Give an exact copy of the lines of the records below, starting at the line containing "indexes and PRAGMAs" and running to the end.

======== PROVIDED ENTRIES

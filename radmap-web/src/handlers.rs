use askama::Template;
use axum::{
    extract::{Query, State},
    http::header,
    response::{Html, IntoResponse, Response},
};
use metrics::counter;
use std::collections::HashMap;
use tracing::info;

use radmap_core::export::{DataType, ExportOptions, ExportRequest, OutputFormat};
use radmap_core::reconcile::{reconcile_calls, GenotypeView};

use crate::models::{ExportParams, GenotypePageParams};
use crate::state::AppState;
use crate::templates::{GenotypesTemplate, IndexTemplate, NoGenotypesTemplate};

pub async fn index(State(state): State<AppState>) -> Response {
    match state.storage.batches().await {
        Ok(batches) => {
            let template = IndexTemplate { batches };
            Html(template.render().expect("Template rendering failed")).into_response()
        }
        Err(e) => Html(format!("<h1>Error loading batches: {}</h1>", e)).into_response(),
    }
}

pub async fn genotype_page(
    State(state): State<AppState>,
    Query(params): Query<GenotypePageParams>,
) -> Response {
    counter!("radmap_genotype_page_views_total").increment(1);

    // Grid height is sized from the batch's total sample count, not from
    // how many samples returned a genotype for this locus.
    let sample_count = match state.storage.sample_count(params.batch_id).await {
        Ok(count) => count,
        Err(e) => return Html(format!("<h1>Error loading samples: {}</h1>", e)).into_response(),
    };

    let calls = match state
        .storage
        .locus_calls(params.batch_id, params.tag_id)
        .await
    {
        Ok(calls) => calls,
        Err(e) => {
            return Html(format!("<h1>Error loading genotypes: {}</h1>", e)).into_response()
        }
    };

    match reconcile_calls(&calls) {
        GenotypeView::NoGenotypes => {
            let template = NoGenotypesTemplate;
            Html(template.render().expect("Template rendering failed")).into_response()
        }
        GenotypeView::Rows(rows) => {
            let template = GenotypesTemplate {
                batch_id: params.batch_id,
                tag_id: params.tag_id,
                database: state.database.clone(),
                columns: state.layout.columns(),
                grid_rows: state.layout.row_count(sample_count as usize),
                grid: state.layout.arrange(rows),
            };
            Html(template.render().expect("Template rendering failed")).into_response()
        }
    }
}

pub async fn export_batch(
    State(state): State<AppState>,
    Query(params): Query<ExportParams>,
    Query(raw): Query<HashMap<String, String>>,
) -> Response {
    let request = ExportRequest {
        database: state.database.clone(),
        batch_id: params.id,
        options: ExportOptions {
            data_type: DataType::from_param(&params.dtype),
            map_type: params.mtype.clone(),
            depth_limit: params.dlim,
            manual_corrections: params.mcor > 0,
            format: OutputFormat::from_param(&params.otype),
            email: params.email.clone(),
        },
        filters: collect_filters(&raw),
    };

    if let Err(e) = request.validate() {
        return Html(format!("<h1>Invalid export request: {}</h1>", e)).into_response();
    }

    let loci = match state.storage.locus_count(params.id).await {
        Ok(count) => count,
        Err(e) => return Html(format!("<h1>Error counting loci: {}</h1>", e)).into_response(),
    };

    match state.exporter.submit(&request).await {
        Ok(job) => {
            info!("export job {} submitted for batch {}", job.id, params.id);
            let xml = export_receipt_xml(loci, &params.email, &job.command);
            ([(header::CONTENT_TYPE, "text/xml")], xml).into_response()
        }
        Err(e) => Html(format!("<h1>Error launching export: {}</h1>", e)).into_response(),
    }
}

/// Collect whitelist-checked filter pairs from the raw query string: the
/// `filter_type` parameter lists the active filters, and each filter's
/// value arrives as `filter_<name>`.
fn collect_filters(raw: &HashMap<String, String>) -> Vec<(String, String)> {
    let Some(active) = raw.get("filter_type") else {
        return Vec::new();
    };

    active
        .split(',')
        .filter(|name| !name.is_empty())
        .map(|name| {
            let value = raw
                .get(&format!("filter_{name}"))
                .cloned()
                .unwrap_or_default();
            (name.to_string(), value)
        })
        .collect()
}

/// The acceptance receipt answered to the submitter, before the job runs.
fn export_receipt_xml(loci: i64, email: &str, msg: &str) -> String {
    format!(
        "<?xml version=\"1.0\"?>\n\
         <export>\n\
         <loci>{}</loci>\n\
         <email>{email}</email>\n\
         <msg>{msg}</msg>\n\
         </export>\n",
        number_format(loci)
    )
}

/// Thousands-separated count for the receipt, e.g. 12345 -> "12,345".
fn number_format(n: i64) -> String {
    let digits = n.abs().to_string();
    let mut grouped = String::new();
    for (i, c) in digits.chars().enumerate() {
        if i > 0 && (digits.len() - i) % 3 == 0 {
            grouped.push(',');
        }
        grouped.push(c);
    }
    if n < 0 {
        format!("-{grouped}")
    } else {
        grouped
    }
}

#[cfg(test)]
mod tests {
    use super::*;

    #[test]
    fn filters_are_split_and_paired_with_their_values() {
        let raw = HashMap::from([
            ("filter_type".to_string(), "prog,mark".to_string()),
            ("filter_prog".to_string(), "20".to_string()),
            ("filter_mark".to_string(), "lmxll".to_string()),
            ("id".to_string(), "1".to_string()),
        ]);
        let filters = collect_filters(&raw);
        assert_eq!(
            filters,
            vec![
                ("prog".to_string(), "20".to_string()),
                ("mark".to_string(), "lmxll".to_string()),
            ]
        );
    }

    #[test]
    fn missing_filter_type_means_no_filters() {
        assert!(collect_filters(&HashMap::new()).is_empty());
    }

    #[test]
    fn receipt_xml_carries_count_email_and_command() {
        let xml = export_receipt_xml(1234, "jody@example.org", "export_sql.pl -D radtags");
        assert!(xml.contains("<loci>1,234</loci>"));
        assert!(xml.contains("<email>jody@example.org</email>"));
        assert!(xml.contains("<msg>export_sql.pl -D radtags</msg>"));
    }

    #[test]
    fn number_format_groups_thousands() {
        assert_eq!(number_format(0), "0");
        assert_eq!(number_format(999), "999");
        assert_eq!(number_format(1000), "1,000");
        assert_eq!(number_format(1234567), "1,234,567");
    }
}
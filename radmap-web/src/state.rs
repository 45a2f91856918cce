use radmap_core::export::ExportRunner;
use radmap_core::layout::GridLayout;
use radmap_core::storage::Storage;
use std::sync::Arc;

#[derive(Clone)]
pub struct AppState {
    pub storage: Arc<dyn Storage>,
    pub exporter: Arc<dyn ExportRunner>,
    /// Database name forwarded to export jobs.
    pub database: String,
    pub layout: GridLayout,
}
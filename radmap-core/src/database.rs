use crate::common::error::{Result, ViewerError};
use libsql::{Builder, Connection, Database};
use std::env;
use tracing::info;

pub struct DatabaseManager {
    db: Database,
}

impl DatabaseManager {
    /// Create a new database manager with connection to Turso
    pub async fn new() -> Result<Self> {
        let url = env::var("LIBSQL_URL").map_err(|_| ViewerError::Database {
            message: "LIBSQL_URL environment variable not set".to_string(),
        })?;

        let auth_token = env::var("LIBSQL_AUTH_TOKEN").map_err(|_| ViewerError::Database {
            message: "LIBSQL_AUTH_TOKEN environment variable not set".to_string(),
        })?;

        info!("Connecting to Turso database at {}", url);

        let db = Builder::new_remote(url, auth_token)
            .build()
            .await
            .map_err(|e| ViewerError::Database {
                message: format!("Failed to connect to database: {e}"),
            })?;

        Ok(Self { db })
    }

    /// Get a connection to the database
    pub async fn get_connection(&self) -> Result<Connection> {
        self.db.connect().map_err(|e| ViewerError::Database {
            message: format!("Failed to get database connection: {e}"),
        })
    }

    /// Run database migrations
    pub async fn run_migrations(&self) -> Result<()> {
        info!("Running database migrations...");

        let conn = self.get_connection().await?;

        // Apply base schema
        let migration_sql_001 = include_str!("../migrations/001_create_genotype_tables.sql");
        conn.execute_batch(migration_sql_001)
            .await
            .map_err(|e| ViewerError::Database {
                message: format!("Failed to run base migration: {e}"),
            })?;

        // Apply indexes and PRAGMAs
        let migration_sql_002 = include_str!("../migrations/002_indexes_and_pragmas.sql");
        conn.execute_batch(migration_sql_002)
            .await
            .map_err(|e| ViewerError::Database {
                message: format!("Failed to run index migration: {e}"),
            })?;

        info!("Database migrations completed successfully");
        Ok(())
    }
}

================

**ANSWER BELOW**.
        // Apply indexes and PRAGMAs
        let migration_sql_002 = include_str!("../migrations/002_indexes_and_pragmas.sql");
        conn.execute_batch(migration_sql_002)
            .await
            .map_err(|e| ViewerError::Database {
                message: format!("Failed to run index migration: {e}"),
            })?;

        info!("Database migrations completed successfully");
        Ok(())
    }
}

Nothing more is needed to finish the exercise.